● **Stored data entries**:
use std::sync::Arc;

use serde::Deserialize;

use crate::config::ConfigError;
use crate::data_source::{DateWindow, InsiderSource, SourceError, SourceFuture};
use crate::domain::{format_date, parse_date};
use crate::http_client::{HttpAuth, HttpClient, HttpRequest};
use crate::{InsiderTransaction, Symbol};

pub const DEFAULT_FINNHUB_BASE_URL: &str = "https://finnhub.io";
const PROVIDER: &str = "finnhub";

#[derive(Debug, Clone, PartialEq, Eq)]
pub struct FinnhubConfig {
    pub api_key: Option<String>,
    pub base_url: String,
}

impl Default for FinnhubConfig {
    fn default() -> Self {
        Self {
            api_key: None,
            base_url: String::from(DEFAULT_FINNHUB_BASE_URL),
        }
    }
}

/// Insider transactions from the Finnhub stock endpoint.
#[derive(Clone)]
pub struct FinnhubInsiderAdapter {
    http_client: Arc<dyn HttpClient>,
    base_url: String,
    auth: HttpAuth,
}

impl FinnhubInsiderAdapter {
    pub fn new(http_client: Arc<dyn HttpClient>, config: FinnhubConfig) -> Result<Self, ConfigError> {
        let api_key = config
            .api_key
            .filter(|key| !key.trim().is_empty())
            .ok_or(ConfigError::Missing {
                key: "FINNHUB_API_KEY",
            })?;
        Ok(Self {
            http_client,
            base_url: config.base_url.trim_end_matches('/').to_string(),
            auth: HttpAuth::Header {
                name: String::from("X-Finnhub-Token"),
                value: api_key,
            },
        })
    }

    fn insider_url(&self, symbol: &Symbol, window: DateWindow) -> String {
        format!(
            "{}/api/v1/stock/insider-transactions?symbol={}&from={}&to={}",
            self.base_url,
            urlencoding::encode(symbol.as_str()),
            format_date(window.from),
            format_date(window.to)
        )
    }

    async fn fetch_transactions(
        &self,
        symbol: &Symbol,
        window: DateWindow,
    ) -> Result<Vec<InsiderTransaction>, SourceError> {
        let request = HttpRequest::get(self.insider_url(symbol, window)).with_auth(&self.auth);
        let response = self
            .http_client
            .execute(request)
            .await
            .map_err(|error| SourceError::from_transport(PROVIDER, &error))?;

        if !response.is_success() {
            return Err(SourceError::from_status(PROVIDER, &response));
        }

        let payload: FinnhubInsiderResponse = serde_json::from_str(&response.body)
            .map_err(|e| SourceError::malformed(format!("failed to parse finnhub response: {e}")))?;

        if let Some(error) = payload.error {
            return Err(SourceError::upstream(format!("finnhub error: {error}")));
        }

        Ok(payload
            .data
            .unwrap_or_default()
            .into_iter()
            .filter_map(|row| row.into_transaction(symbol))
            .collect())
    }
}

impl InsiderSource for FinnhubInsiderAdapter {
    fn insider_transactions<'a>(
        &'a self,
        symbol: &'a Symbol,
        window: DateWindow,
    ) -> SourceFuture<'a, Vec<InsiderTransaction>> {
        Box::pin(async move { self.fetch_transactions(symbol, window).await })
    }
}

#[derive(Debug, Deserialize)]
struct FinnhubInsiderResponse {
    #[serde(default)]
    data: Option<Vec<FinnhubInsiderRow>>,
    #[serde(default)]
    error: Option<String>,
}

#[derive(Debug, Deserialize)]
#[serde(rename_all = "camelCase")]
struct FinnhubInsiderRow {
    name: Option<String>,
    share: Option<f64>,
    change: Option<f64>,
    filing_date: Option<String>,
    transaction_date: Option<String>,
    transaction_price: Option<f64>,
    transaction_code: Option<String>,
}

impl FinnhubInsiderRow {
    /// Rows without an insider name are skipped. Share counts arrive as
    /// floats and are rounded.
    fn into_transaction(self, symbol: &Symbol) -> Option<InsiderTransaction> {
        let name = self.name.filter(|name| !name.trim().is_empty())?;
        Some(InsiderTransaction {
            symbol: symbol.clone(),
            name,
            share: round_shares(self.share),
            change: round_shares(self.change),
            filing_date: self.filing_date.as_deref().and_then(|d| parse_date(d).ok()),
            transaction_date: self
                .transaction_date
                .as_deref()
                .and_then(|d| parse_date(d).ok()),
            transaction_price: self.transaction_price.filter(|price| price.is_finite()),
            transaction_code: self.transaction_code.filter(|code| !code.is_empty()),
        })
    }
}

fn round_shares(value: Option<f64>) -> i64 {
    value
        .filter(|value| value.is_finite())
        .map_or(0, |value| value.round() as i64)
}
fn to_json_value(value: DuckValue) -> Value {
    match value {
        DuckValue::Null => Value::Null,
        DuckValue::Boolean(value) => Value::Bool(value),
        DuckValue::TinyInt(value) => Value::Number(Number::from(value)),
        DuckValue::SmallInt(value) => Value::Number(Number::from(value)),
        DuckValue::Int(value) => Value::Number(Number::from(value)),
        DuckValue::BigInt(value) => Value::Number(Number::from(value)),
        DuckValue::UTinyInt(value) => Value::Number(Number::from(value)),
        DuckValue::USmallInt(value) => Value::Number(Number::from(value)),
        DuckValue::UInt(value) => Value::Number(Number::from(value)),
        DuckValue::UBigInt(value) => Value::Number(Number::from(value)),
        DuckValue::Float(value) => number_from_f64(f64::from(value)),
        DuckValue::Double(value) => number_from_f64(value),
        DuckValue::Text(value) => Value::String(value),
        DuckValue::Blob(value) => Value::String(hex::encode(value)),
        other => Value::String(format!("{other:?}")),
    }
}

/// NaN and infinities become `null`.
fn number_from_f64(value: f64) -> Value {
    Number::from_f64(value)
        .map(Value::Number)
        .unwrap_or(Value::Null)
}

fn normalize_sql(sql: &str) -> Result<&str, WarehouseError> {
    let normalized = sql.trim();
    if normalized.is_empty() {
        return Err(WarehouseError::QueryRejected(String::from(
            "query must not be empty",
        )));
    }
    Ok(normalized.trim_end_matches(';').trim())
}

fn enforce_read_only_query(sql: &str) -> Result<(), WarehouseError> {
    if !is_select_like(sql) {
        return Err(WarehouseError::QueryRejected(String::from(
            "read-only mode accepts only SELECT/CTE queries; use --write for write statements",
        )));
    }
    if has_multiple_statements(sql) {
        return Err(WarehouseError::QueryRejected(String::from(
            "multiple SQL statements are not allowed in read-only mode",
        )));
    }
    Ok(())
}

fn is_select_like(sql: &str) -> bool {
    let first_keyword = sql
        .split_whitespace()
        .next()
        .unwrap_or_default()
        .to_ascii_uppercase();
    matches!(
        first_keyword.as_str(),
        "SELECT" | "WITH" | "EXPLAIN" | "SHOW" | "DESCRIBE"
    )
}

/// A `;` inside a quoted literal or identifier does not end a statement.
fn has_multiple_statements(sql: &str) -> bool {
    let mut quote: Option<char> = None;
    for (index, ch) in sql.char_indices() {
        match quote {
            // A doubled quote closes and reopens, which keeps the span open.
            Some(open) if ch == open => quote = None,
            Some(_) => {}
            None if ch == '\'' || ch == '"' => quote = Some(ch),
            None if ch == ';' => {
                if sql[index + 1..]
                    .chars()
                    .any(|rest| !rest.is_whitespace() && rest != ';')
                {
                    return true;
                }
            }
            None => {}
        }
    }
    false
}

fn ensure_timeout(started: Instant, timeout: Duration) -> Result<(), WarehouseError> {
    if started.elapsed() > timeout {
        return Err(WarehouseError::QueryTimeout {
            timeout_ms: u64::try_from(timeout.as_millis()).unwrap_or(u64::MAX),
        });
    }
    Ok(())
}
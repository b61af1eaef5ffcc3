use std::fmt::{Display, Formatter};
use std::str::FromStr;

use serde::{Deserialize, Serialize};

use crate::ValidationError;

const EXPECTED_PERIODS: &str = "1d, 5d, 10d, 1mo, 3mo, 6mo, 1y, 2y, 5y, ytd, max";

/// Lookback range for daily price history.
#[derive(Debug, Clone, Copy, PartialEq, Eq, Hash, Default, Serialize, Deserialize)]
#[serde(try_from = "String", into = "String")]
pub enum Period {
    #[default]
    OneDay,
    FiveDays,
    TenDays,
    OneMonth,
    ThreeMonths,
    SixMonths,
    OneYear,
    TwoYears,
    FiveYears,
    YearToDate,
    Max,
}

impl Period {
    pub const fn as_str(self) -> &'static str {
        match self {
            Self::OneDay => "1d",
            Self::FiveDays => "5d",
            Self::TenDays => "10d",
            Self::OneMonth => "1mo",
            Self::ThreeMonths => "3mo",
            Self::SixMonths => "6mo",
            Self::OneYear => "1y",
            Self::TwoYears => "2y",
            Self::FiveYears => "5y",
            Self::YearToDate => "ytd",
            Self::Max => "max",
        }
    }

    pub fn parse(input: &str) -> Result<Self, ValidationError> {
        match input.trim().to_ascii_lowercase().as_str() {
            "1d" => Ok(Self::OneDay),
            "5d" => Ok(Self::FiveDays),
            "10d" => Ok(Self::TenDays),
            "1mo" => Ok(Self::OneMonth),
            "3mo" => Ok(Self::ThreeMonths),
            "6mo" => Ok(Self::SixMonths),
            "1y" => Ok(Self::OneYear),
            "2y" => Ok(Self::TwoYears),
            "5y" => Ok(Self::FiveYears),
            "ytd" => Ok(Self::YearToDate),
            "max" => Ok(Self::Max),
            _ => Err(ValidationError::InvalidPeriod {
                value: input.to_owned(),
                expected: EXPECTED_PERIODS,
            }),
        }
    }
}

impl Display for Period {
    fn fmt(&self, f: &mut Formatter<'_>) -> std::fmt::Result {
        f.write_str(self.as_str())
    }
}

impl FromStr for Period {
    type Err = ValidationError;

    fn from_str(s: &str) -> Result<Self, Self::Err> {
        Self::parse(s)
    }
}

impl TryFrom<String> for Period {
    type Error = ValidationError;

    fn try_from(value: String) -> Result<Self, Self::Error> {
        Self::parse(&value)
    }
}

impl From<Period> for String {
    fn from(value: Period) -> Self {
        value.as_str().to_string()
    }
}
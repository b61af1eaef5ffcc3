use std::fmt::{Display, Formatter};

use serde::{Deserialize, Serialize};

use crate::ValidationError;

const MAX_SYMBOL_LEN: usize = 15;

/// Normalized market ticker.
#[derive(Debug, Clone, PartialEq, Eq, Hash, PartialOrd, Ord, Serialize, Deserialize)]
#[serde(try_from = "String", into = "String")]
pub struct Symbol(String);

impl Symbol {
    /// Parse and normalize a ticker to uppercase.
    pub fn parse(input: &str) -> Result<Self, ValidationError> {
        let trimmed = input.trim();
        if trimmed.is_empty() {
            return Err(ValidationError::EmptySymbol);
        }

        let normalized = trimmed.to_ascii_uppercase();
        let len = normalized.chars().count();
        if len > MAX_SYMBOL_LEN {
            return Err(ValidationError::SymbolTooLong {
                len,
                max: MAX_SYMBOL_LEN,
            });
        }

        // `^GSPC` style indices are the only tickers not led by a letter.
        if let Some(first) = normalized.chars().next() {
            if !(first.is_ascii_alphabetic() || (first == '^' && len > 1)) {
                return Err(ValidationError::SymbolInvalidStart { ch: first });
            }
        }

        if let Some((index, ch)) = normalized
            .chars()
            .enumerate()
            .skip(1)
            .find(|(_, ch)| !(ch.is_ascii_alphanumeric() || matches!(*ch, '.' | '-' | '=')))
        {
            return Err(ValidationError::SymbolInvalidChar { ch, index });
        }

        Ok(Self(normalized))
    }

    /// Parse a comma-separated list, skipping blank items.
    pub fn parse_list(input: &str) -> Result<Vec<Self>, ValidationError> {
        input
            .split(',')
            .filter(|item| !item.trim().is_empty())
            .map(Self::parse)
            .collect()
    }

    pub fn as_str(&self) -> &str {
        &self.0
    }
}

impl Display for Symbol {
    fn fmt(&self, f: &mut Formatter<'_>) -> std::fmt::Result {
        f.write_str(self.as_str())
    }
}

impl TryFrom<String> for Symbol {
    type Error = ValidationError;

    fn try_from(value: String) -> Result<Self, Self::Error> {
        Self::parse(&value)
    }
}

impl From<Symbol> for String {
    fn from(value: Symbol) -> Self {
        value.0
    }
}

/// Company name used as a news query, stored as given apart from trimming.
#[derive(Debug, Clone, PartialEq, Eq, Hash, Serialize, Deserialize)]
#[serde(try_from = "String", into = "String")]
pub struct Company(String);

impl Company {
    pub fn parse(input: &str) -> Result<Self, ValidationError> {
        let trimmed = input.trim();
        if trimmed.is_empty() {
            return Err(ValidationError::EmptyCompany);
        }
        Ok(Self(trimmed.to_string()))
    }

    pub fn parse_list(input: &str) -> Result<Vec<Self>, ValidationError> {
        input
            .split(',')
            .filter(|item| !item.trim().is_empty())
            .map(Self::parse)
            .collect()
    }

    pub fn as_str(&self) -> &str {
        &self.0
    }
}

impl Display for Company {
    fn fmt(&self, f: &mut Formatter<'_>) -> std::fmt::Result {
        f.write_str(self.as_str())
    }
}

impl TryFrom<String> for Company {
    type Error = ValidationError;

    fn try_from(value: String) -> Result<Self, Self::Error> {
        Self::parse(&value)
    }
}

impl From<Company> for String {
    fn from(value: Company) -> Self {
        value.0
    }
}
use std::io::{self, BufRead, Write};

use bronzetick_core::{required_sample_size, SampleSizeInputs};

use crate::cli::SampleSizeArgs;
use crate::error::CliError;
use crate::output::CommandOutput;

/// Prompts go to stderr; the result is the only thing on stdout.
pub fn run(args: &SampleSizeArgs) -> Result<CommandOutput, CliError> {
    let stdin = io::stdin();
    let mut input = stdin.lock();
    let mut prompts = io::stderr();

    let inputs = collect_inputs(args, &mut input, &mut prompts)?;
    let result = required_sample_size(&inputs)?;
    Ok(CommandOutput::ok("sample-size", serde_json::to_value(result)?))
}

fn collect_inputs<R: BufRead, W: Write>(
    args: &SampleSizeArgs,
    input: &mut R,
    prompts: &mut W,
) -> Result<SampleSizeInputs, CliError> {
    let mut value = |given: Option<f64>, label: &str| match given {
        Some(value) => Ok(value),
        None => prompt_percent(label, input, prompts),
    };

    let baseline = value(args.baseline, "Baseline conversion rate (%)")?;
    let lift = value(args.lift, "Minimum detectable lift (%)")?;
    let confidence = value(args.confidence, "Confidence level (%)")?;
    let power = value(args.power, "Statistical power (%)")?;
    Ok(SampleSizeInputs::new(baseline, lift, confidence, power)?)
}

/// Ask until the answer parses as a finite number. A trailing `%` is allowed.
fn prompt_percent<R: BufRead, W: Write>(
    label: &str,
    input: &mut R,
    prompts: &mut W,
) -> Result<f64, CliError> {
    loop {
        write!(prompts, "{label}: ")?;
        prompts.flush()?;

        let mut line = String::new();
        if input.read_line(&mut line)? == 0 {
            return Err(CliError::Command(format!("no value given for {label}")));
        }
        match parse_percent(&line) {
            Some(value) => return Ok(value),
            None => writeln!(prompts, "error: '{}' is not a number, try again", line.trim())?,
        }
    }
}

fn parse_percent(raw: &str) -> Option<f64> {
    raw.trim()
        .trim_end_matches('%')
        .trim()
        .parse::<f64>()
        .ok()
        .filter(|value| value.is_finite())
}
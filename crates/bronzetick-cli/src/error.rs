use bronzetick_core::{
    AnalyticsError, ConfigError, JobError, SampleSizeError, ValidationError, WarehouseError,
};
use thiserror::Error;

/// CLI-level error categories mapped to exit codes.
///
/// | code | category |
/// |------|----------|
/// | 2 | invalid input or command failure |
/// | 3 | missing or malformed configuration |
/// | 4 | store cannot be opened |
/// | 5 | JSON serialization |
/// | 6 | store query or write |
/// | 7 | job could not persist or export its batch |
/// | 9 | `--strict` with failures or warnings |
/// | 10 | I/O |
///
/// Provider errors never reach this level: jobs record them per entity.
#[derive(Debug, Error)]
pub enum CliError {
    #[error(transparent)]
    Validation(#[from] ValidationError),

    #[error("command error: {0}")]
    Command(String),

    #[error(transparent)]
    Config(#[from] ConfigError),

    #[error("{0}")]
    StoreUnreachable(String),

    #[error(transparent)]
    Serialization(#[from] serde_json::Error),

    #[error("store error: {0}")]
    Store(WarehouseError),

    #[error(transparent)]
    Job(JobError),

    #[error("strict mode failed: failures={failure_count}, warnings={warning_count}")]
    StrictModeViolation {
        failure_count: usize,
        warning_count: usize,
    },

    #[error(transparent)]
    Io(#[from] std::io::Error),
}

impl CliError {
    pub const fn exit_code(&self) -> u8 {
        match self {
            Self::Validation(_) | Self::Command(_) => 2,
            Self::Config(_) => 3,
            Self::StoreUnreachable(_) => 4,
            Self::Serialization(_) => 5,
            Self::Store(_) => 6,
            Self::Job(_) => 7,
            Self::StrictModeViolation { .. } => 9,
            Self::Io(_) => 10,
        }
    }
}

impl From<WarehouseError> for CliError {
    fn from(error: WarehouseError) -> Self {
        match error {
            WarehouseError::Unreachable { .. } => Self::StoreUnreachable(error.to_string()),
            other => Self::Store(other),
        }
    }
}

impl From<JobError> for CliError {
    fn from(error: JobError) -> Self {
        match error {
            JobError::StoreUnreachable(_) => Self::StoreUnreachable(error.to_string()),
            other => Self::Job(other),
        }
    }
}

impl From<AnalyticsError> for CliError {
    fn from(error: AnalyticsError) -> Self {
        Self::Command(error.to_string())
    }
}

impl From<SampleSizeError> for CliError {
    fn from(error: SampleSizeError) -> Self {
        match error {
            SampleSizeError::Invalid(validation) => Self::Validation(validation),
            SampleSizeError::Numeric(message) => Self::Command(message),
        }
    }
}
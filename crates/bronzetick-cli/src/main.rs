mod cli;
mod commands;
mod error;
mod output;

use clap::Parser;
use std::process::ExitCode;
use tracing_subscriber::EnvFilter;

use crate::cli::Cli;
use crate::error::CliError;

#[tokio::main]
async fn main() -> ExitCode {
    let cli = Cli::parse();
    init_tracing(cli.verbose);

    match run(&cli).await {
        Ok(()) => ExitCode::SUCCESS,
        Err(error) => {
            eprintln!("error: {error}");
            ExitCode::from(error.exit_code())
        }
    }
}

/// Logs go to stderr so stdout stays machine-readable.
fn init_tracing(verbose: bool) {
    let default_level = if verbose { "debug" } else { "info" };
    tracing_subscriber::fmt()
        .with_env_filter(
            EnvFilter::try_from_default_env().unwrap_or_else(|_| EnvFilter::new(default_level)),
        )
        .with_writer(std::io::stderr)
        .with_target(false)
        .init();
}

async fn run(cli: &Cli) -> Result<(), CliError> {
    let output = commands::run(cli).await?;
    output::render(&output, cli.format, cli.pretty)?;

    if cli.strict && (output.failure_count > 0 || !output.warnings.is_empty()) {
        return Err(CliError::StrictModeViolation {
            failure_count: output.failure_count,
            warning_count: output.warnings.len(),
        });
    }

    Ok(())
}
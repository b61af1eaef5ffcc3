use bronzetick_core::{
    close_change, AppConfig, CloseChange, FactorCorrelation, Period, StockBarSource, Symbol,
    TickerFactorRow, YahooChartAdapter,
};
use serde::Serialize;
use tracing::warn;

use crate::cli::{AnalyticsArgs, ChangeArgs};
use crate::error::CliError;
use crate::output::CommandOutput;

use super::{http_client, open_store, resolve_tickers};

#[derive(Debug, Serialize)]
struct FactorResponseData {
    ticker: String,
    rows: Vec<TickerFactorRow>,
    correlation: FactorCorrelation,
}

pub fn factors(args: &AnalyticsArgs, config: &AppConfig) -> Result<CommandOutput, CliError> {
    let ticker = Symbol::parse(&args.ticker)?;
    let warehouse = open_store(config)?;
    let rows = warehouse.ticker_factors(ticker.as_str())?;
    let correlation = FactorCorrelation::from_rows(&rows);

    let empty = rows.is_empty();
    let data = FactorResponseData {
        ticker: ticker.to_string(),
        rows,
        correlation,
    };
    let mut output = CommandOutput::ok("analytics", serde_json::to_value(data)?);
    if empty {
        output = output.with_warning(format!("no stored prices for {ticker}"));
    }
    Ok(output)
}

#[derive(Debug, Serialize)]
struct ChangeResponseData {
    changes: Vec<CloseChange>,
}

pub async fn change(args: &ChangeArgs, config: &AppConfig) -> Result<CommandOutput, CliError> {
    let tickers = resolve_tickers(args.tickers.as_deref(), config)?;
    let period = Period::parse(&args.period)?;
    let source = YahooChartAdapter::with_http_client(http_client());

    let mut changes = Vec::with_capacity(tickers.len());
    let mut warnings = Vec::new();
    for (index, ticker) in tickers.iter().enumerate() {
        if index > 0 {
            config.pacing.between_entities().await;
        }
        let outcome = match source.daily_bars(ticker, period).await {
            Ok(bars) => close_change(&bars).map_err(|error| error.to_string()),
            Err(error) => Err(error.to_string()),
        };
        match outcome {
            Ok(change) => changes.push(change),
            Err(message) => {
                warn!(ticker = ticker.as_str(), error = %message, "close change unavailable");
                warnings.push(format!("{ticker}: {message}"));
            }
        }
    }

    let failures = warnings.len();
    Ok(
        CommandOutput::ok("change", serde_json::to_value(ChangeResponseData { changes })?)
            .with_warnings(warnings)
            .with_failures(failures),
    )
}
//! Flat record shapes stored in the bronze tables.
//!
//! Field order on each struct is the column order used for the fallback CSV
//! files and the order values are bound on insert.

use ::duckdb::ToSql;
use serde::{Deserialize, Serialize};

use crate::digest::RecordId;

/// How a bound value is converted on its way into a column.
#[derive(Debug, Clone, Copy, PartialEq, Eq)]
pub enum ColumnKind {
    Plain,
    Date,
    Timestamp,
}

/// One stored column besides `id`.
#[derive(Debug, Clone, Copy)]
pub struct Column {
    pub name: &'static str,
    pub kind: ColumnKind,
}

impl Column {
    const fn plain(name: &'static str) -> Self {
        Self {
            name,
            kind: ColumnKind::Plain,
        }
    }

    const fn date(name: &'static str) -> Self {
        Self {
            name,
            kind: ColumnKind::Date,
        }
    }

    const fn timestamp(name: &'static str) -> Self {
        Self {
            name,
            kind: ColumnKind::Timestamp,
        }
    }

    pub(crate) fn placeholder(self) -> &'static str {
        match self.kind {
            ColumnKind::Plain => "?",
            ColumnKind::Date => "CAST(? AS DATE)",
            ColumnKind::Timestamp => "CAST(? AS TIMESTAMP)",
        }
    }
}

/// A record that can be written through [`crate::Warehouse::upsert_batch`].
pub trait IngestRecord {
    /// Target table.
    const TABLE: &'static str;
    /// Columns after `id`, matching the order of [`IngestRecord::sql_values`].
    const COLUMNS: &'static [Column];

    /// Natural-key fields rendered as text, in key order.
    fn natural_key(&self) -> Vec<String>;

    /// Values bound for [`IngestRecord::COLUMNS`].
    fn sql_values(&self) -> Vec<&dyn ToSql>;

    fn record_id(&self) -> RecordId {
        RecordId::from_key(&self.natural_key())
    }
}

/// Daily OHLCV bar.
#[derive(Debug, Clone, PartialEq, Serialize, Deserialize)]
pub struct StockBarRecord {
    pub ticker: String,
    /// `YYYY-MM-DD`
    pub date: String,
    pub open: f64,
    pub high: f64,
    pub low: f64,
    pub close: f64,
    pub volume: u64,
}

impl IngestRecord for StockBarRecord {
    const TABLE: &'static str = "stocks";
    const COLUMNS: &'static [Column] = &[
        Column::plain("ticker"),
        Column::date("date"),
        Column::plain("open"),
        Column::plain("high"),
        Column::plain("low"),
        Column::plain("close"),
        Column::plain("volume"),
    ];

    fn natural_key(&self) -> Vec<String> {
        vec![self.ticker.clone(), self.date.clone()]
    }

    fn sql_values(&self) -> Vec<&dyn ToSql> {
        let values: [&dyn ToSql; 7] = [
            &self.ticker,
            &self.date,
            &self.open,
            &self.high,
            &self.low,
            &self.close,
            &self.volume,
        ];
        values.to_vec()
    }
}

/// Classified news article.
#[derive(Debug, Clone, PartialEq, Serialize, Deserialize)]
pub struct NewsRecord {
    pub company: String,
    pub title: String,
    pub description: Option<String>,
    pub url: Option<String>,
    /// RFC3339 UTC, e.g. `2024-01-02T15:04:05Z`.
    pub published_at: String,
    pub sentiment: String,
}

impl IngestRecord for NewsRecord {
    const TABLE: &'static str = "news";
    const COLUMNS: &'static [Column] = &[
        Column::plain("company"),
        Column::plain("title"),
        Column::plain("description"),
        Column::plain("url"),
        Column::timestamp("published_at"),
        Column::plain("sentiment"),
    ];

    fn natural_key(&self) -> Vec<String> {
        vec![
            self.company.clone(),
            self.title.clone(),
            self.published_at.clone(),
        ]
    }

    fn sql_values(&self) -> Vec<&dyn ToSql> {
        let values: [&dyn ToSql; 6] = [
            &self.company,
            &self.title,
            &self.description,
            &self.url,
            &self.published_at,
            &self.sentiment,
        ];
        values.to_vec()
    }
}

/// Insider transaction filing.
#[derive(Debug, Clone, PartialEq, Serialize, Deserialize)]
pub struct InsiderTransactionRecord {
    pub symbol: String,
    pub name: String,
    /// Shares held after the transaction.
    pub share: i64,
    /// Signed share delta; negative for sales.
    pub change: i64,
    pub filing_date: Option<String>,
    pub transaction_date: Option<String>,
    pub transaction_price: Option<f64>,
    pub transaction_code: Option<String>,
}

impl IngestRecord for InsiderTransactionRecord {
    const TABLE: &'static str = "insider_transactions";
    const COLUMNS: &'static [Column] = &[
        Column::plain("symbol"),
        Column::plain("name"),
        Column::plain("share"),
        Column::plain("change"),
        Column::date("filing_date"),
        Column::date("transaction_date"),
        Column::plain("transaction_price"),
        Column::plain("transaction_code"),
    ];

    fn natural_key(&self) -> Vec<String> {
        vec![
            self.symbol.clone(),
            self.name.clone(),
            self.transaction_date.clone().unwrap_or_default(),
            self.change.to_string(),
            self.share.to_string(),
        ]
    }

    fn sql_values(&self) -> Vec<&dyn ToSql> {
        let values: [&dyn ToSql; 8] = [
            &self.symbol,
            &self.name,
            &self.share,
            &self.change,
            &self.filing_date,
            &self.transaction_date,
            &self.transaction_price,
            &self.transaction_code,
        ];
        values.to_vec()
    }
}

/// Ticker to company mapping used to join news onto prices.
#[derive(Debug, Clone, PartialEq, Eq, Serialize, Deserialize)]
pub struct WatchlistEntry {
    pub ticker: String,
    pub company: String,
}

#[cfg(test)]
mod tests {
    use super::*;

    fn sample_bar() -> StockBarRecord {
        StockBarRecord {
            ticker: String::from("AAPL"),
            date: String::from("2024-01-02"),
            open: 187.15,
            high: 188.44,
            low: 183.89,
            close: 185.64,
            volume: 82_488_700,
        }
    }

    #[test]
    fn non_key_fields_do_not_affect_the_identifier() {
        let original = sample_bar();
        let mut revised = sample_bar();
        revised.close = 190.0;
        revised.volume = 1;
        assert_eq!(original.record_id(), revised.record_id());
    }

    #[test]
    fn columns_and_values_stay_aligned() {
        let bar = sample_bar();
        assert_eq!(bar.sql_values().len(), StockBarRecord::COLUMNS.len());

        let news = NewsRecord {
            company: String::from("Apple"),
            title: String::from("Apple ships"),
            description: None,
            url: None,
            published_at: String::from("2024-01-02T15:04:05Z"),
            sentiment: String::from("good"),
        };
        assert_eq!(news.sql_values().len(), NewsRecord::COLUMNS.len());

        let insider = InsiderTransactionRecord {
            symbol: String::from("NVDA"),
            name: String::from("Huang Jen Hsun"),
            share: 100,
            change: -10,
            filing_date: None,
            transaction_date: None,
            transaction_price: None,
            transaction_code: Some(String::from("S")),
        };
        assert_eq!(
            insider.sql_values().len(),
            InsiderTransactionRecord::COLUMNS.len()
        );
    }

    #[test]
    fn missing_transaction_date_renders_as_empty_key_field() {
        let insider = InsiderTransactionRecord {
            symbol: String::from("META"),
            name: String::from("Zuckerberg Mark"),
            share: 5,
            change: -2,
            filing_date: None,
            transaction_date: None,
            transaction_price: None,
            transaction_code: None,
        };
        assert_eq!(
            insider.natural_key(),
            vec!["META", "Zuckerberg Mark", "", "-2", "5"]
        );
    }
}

● **What needs to be done**: Would you filter the entries above and keep each line that has the word "FiveYears"?

● **Response below**:
    FiveYears,
            Self::FiveYears => "5y",
            "5y" => Ok(Self::FiveYears),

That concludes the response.